- **ASSIGNMENT**
All that is asked is a faithful reproduction of the entries.

- **EXERCISE DATA**
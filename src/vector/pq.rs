//! Product quantization: splits each vector into equal-width subvectors and
//! trains a small k-means codebook per subvector, so a full vector can be
//! approximated by one byte per subvector (spec.md §4.4). Used once a
//! segment has at least [`super::MIN_PQ_ROWS`] rows; below that threshold
//! the segment stores raw vectors only.

use rand::prelude::*;

use super::VectorIndexError;

/// Codewords per subvector. One PQ code byte addresses 256 centroids.
pub const CENTROIDS_PER_SUBVECTOR: usize = 256;

/// A trained product quantizer for one column's vector dimension.
#[derive(Debug, Clone)]
pub struct ProductQuantizer {
    num_subvectors: usize,
    subvector_width: usize,
    /// `codebooks[s]` holds [`CENTROIDS_PER_SUBVECTOR`] centroids, each
    /// `subvector_width` floats, for subvector `s`.
    codebooks: Vec<Vec<Vec<f32>>>,
}

impl ProductQuantizer {
    /// Trains a quantizer over `vectors` (all must share one dimension,
    /// evenly divisible by `num_subvectors`), running `iterations` rounds
    /// of Lloyd's algorithm per subvector with centroids seeded by random
    /// sampling (k-means++-lite: random initial picks, no weighting).
    pub fn train(
        vectors: &[Vec<f32>],
        num_subvectors: usize,
        iterations: usize,
        rng: &mut impl RngCore,
    ) -> Result<Self, VectorIndexError> {
        let dim = vectors.first().map(|v| v.len()).unwrap_or(0);
        if dim == 0 || num_subvectors == 0 || dim % num_subvectors != 0 {
            return Err(VectorIndexError::InvalidPqConfig {
                dim,
                num_subvectors,
            });
        }
        let subvector_width = dim / num_subvectors;
        let k = CENTROIDS_PER_SUBVECTOR.min(vectors.len()).max(1);

        let mut codebooks = Vec::with_capacity(num_subvectors);
        for s in 0..num_subvectors {
            let subvectors: Vec<&[f32]> = vectors
                .iter()
                .map(|v| &v[s * subvector_width..(s + 1) * subvector_width])
                .collect();
            codebooks.push(train_one_subvector(&subvectors, k, iterations, rng));
        }

        Ok(Self {
            num_subvectors,
            subvector_width,
            codebooks,
        })
    }

    /// Encodes `vector` into one PQ code byte per subvector.
    pub fn encode(&self, vector: &[f32]) -> Result<Vec<u8>, VectorIndexError> {
        if vector.len() != self.num_subvectors * self.subvector_width {
            return Err(VectorIndexError::DimensionMismatch {
                expected: self.num_subvectors * self.subvector_width,
                actual: vector.len(),
            });
        }
        let mut codes = Vec::with_capacity(self.num_subvectors);
        for s in 0..self.num_subvectors {
            let sub = &vector[s * self.subvector_width..(s + 1) * self.subvector_width];
            let nearest = nearest_centroid(sub, &self.codebooks[s]);
            codes.push(nearest as u8);
        }
        Ok(codes)
    }

    /// Approximate squared Euclidean distance between a raw query vector
    /// and an already-PQ-encoded vector, computed subvector-by-subvector
    /// against the trained codebooks (asymmetric distance computation).
    pub fn approx_distance(&self, query: &[f32], codes: &[u8]) -> f32 {
        let mut total = 0.0;
        for s in 0..self.num_subvectors {
            let sub = &query[s * self.subvector_width..(s + 1) * self.subvector_width];
            let centroid = &self.codebooks[s][codes[s] as usize];
            total += squared_distance(sub, centroid);
        }
        total
    }

    /// Number of subvectors this quantizer splits each vector into.
    pub fn num_subvectors(&self) -> usize {
        self.num_subvectors
    }

    /// Float width of each subvector.
    pub fn subvector_width(&self) -> usize {
        self.subvector_width
    }

    /// Borrows the trained codebooks: `codebooks()[s][c]` is centroid `c`
    /// of subvector `s`, a `subvector_width()`-long float vector.
    pub fn codebooks(&self) -> &[Vec<Vec<f32>>] {
        &self.codebooks
    }

    /// Rebuilds a quantizer from already-trained codebooks (used when
    /// reading a persisted segment back from disk).
    pub fn from_parts(num_subvectors: usize, subvector_width: usize, codebooks: Vec<Vec<Vec<f32>>>) -> Self {
        Self {
            num_subvectors,
            subvector_width,
            codebooks,
        }
    }
}

fn train_one_subvector(
    subvectors: &[&[f32]],
    k: usize,
    iterations: usize,
    rng: &mut impl RngCore,
) -> Vec<Vec<f32>> {
    let mut centroids: Vec<Vec<f32>> = (0..k)
        .map(|_| subvectors[rng.random_range(0..subvectors.len())].to_vec())
        .collect();

    for _ in 0..iterations {
        let mut sums = vec![vec![0.0f32; centroids[0].len()]; k];
        let mut counts = vec![0u32; k];

        for sub in subvectors {
            let nearest = nearest_centroid(sub, &centroids);
            counts[nearest] += 1;
            for (sum, &x) in sums[nearest].iter_mut().zip(*sub) {
                *sum += x;
            }
        }

        for c in 0..k {
            if counts[c] == 0 {
                continue;
            }
            for (centroid_val, sum) in centroids[c].iter_mut().zip(&sums[c]) {
                *centroid_val = sum / counts[c] as f32;
            }
        }
    }

    centroids
}

fn nearest_centroid(sub: &[f32], centroids: &[Vec<f32>]) -> usize {
    centroids
        .iter()
        .enumerate()
        .min_by(|(_, a), (_, b)| squared_distance(sub, a).total_cmp(&squared_distance(sub, b)))
        .map(|(idx, _)| idx)
        .unwrap_or(0)
}

fn squared_distance(a: &[f32], b: &[f32]) -> f32 {
    a.iter().zip(b).map(|(x, y)| (x - y) * (x - y)).sum()
}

- **ANSWER SPACE**
filename src/vector/pq.rs
//! Product quantization: splits each vector into equal-width subvectors and
//! trains a small k-means codebook per subvector, so a full vector can be
//! approximated by one byte per subvector (spec.md §4.4). Used once a
//! segment has at least [`super::MIN_PQ_ROWS`] rows; below that threshold
//! the segment stores raw vectors only.

use rand::prelude::*;

use super::VectorIndexError;

/// Codewords per subvector. One PQ code byte addresses 256 centroids.
pub const CENTROIDS_PER_SUBVECTOR: usize = 256;

/// A trained product quantizer for one column's vector dimension.
#[derive(Debug, Clone)]
pub struct ProductQuantizer {
    num_subvectors: usize,
    subvector_width: usize,
    /// `codebooks[s]` holds [`CENTROIDS_PER_SUBVECTOR`] centroids, each
    /// `subvector_width` floats, for subvector `s`.
    codebooks: Vec<Vec<Vec<f32>>>,
}

impl ProductQuantizer {
    /// Trains a quantizer over `vectors` (all must share one dimension,
    /// evenly divisible by `num_subvectors`), running `iterations` rounds
    /// of Lloyd's algorithm per subvector with centroids seeded by random
    /// sampling (k-means++-lite: random initial picks, no weighting).
    pub fn train(
        vectors: &[Vec<f32>],
        num_subvectors: usize,
        iterations: usize,
        rng: &mut impl RngCore,
    ) -> Result<Self, VectorIndexError> {
        let dim = vectors.first().map(|v| v.len()).unwrap_or(0);
        if dim == 0 || num_subvectors == 0 || dim % num_subvectors != 0 {
            return Err(VectorIndexError::InvalidPqConfig {
                dim,
                num_subvectors,
            });
        }
        let subvector_width = dim / num_subvectors;
        let k = CENTROIDS_PER_SUBVECTOR.min(vectors.len()).max(1);

        let mut codebooks = Vec::with_capacity(num_subvectors);
        for s in 0..num_subvectors {
            let subvectors: Vec<&[f32]> = vectors
                .iter()
                .map(|v| &v[s * subvector_width..(s + 1) * subvector_width])
                .collect();
            codebooks.push(train_one_subvector(&subvectors, k, iterations, rng));
        }

        Ok(Self {
            num_subvectors,
            subvector_width,
            codebooks,
        })
    }

    /// Encodes `vector` into one PQ code byte per subvector.
    pub fn encode(&self, vector: &[f32]) -> Result<Vec<u8>, VectorIndexError> {
        if vector.len() != self.num_subvectors * self.subvector_width {
            return Err(VectorIndexError::DimensionMismatch {
                expected: self.num_subvectors * self.subvector_width,
                actual: vector.len(),
            });
        }
        let mut codes = Vec::with_capacity(self.num_subvectors);
        for s in 0..self.num_subvectors {
            let sub = &vector[s * self.subvector_width..(s + 1) * self.subvector_width];
            let nearest = nearest_centroid(sub, &self.codebooks[s]);
            codes.push(nearest as u8);
        }
        Ok(codes)
    }

    /// Approximate squared Euclidean distance between a raw query vector
    /// and an already-PQ-encoded vector, computed subvector-by-subvector
    /// against the trained codebooks (asymmetric distance computation).
    pub fn approx_distance(&self, query: &[f32], codes: &[u8]) -> f32 {
        let mut total = 0.0;
        for s in 0..self.num_subvectors {
            let sub = &query[s * self.subvector_width..(s + 1) * self.subvector_width];
            let centroid = &self.codebooks[s][codes[s] as usize];
            total += squared_distance(sub, centroid);
        }
        total
    }

    /// Number of subvectors this quantizer splits each vector into.
    pub fn num_subvectors(&self) -> usize {
        self.num_subvectors
    }

    /// Float width of each subvector.
    pub fn subvector_width(&self) -> usize {
        self.subvector_width
    }

    /// Borrows the trained codebooks: `codebooks()[s][c]` is centroid `c`
    /// of subvector `s`, a `subvector_width()`-long float vector.
    pub fn codebooks(&self) -> &[Vec<Vec<f32>>] {
        &self.codebooks
    }

    /// Rebuilds a quantizer from already-trained codebooks (used when
    /// reading a persisted segment back from disk).
    pub fn from_parts(num_subvectors: usize, subvector_width: usize, codebooks: Vec<Vec<Vec<f32>>>) -> Self {
        Self {
            num_subvectors,
            subvector_width,
            codebooks,
        }
    }
}

fn train_one_subvector(
    subvectors: &[&[f32]],
    k: usize,
    iterations: usize,
    rng: &mut impl RngCore,
) -> Vec<Vec<f32>> {
    let mut centroids: Vec<Vec<f32>> = (0..k)
        .map(|_| subvectors[rng.random_range(0..subvectors.len())].to_vec())
        .collect();

    for _ in 0..iterations {
        let mut sums = vec![vec![0.0f32; centroids[0].len()]; k];
        let mut counts = vec![0u32; k];

        for sub in subvectors {
            let nearest = nearest_centroid(sub, &centroids);
            counts[nearest] += 1;
            for (sum, &x) in sums[nearest].iter_mut().zip(*sub) {
                *sum += x;
            }
        }

        for c in 0..k {
            if counts[c] == 0 {
                continue;
            }
            for (centroid_val, sum) in centroids[c].iter_mut().zip(&sums[c]) {
                *centroid_val = sum / counts[c] as f32;
            }
        }
    }

    centroids
}

fn nearest_centroid(sub: &[f32], centroids: &[Vec<f32>]) -> usize {
    centroids
        .iter()
        .enumerate()
        .min_by(|(_, a), (_, b)| squared_distance(sub, a).total_cmp(&squared_distance(sub, b)))
        .map(|(idx, _)| idx)
        .unwrap_or(0)
}

fn squared_distance(a: &[f32], b: &[f32]) -> f32 {
    a.iter().zip(b).map(|(x, y)| (x - y) * (x - y)).sum()
}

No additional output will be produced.